Birinci adımımız: Kanserden korunmak için neler yapmalıyız?

***Öncelikle kilo denetimi sağlayarak birçok kanser riskini azaltabiliriz. Kilomuzun risk oluşturup oluşturmadığını BKI’mize bakarak anlarız yani kilonuzu uzunluğunuzun karesine böldüğünüzde çıkan kıymetin yaşa ve cinsiyete nazaran değişmekle birlikte olağan bedellerde olması gerekir. Örnek verecek olursak 25 yaşında 165 uzunluğunda ve 85 kilo olan bir bayanın BKI’si (85/(1,65X1,65)) =31 olup 18-25 olan olağan kıymetleri geçtiğinden ve hatta obeziteye girdiğinden büyük risk taşımaktadır.

Makalemizi Okudunuz mu?
Kansızken zayıflamak zor !

***Yemekleri pişirirken kızartmak, kömürde yahut yüksek ateşte pişirmek yerine fırında, haşlama ve az yağda kısık ateşte pişirme tekniklerini uygulayarak oluşabilecek kanserojen unsurları engellemeliyiz.

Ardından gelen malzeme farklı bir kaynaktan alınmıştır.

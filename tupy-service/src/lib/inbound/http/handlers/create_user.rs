use axum::extract::State;
use axum::http::StatusCode;
use axum::Extension;
use serde::Deserialize;

use super::ApiError;
use super::ApiSuccess;
use super::FieldErrors;
use super::UserData;
use crate::domain::user::models::CreateUserCommand;
use crate::domain::user::models::EmailAddress;
use crate::domain::user::models::Password;
use crate::domain::user::models::PersonName;
use crate::domain::user::models::UserRole;
use crate::domain::user::ports::UserServicePort;
use crate::inbound::http::extract::ApiJson;
use crate::inbound::http::middleware::RequestUser;
use crate::inbound::http::router::AppState;

/// Create a user with an explicit role. Admins only.
pub async fn create_user(
    State(state): State<AppState>,
    Extension(current): Extension<RequestUser>,
    ApiJson(body): ApiJson<CreateUserRequest>,
) -> Result<ApiSuccess<UserData>, ApiError> {
    current.require_role(UserRole::Admin)?;

    state
        .user_service
        .create_user(body.try_into_command()?)
        .await
        .map_err(ApiError::from)
        .map(|ref user| ApiSuccess::new(StatusCode::CREATED, user.into()))
}

#[derive(Debug, Clone, PartialEq, Eq, Deserialize)]
#[serde(deny_unknown_fields)]
pub struct CreateUserRequest {
    email: String,
    first_name: String,
    last_name: String,
    password: String,
    #[serde(default)]
    role: UserRole,
}

impl CreateUserRequest {
    fn try_into_command(self) -> Result<CreateUserCommand, FieldErrors> {
        let mut errors = FieldErrors::default();
        let email = errors.check("email", EmailAddress::new(self.email));
        let first_name = errors.check("first_name", PersonName::new(self.first_name));
        let last_name = errors.check("last_name", PersonName::new(self.last_name));
        let password = errors.check("password", Password::new(self.password));

        match (email, first_name, last_name, password) {
            (Some(email), Some(first_name), Some(last_name), Some(password)) => {
                Ok(CreateUserCommand {
                    email,
                    first_name,
                    last_name,
                    password,
                    role: self.role,
                })
            }
            _ => Err(errors),
        }
    }
}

***Küflü besinlerden uzak durup çabuk bozulacak besinlerimizi soğukta saklamalıyız.

***Tuz tüketimini günlük 5 gramın olarak belirlemeliyiz.

***Günde en az 5 porsiyon taze zerzevat ve meyve tüketmeliyiz. Her gün tabağımızda ne kadar renk bulundurursak o kadar sağlıklı beslenmiş oluruz. Çeşitlilik çok değerlidir.

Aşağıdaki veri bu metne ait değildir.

use async_trait::async_trait;

use crate::domain::errors::RepositoryError;
use crate::domain::order::ports::OrderRepository;
use crate::domain::user::ports::UserRepository;

/// Outcome of staging a new row through a repository.
#[derive(Debug, Clone, PartialEq)]
pub enum Staged<T> {
    /// Written immediately; server-assigned fields (id, defaults) are populated.
    Flushed(T),
    /// Queued in the unit of work; written when it flushes or commits.
    Pending,
}

impl<T> Staged<T> {
    pub fn flushed(self) -> Option<T> {
        match self {
            Staged::Flushed(entity) => Some(entity),
            Staged::Pending => None,
        }
    }
}

/// Hands out one unit of work per logical operation.
#[async_trait]
pub trait UnitOfWorkFactory: Send + Sync + 'static {
    type UnitOfWork: UnitOfWork + 'static;

    /// Acquire a session from the pool and open a unit of work on it.
    ///
    /// # Errors
    /// * `Database` - No connection could be acquired
    async fn begin(&self) -> Result<Self::UnitOfWork, RepositoryError>;
}

/// One database session owned by a single logical operation.
///
/// Repositories handed out by [`users`](UnitOfWork::users) and
/// [`orders`](UnitOfWork::orders) run against the same session, in the order
/// they are called. Dropping the unit of work without committing discards
/// pending writes and releases the connection.
#[async_trait]
pub trait UnitOfWork: Send {
    type Users<'a>: UserRepository + 'a
    where
        Self: 'a;

    type Orders<'a>: OrderRepository + 'a
    where
        Self: 'a;

    fn users(&mut self) -> Self::Users<'_>;

    fn orders(&mut self) -> Self::Orders<'_>;

    /// Flush pending writes and commit the open transaction.
    ///
    /// # Errors
    /// * `UniqueViolation` - A staged row collides with an existing one
    /// * `Database` - Any other failure while writing or committing
    async fn commit(&mut self) -> Result<(), RepositoryError>;

    /// Discard pending writes and roll the open transaction back.
    async fn rollback(&mut self) -> Result<(), RepositoryError>;

    /// Reload server-assigned fields of an entity written earlier.
    ///
    /// # Errors
    /// * `RowNotFound` - The row is gone
    async fn refresh<E>(&mut self, entity: &mut E) -> Result<(), RepositoryError>
    where
        E: Refreshable,
        Self: Sized,
    {
        match E::reload(self, entity).await? {
            Some(reloaded) => {
                *entity = reloaded;
                Ok(())
            }
            None => Err(RepositoryError::RowNotFound(entity.describe())),
        }
    }
}

/// Entities whose stored state can be read back through a unit of work.
#[async_trait]
pub trait Refreshable: Sized + Send + Sync {
    fn describe(&self) -> String;

    async fn reload<U>(unit_of_work: &mut U, current: &Self) -> Result<Option<Self>, RepositoryError>
    where
        U: UnitOfWork;
}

***Saf şeker içeren ve beyaz unla yapılan her şeyden uzak durmalıyız.

***Alkol ve sigaradan kaçınmalı katkı hususları fazla olan hazır yemeklerden uzak durmalıyız.

***Aktif bir hayatı prensip edinmeli sıhhatimiz için tertipli spor yapmalıyız.

İkinci adımımız: Kanser Hastalığında tedaviyi beslenme ile desteklemek için neler yapmalıyız?

Makalemizi Okudunuz mu?
Gebelikte (hamilelikte) doğru ve sağlıklı beslenme

Tedavi sırasında ve sonrasında sağlıklı beslenme;

-Kendinizi daha âlâ hissetmenize yardımcı olur,

-Güçlü ve enerjik olmanızı sağlar,

-Vücudunuzda depo edilen besin öğelerini korumanıza yardımcı olur,

-Tedavi sırasında oluşabilecek komplikasyonları ve yan tesirleri pürüzler,

-Enfeksiyon riskinizin düşmesine yardımcı olur,

-Hızlıca güzelleşip kendinize gelmenize yardımcı olur.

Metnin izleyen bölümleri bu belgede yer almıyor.